Work task ▸
Would you filter the listing below so that only lines with the word "compressor" remain?
-- Opening Marker --
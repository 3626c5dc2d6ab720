//! Payload compression and decompression.
//!
//! - **Zstd** (flag 1): the default generic byte-stream compressor. Good ratios
//!   on the repetitive layouts produced by sparse and named payloads.
//! - **LZ4** (flag 2): block format with a size prefix, for callers that value
//!   speed over ratio.
//!
//! Decompression is bounded by a caller-supplied limit so a hostile message
//! cannot inflate into an arbitrary allocation.

use crate::error::{CodecError, Result};
use crate::format::Compression;
use std::io::Read;

/// Signature of [`compress`], so the encoder can be handed another compressor.
pub(crate) type CompressFn = fn(&[u8], Compression, i32) -> Result<Vec<u8>>;

/// Compresses data using the specified algorithm.
///
/// Returns the original bytes for `Compression::None`.
pub fn compress(data: &[u8], algo: Compression, zstd_level: i32) -> Result<Vec<u8>> {
    match algo {
        Compression::None => Ok(data.to_vec()),
        Compression::Lz4 => compress_lz4(data),
        Compression::Zstd => compress_zstd(data, zstd_level),
    }
}

/// Decompresses data, refusing output larger than `max_size` bytes.
pub fn decompress(data: &[u8], algo: Compression, max_size: usize) -> Result<Vec<u8>> {
    match algo {
        Compression::None => Ok(data.to_vec()),
        Compression::Lz4 => decompress_lz4(data, max_size),
        Compression::Zstd => decompress_zstd(data, max_size),
    }
}

/// LZ4 block compression with the uncompressed size prepended.
fn compress_lz4(data: &[u8]) -> Result<Vec<u8>> {
    lz4::block::compress(data, None, true)
        .map_err(|e| CodecError::CompressionFailure(e.to_string()))
}

fn decompress_lz4(data: &[u8], max_size: usize) -> Result<Vec<u8>> {
    if data.len() < 4 {
        return Err(CodecError::CompressionFailure(
            "lz4 block missing size prefix".to_string(),
        ));
    }
    // Check the declared size before lz4 allocates for it.
    let declared = i32::from_le_bytes([data[0], data[1], data[2], data[3]]);
    if declared < 0 {
        return Err(CodecError::CompressionFailure(format!(
            "lz4 block declares negative size {}",
            declared
        )));
    }
    if declared as usize > max_size {
        return Err(CodecError::LimitExceeded {
            what: "decompressed bytes",
            limit: max_size,
            actual: declared as usize,
        });
    }

    lz4::block::decompress(data, None).map_err(|e| CodecError::CompressionFailure(e.to_string()))
}

fn compress_zstd(data: &[u8], level: i32) -> Result<Vec<u8>> {
    zstd::encode_all(data, level).map_err(|e| CodecError::CompressionFailure(e.to_string()))
}

fn decompress_zstd(data: &[u8], max_size: usize) -> Result<Vec<u8>> {
    let decoder = zstd::stream::read::Decoder::new(data)
        .map_err(|e| CodecError::CompressionFailure(e.to_string()))?;

    let mut out = Vec::new();
    decoder
        .take(max_size as u64 + 1)
        .read_to_end(&mut out)
        .map_err(|e| CodecError::CompressionFailure(e.to_string()))?;

    if out.len() > max_size {
        return Err(CodecError::LimitExceeded {
            what: "decompressed bytes",
            limit: max_size,
            actual: out.len(),
        });
    }
    Ok(out)
}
-- Closing Marker --
Answer for this exercise ▸
//! - **Zstd** (flag 1): the default generic byte-stream compressor. Good ratios
/// Signature of [`compress`], so the encoder can be handed another compressor.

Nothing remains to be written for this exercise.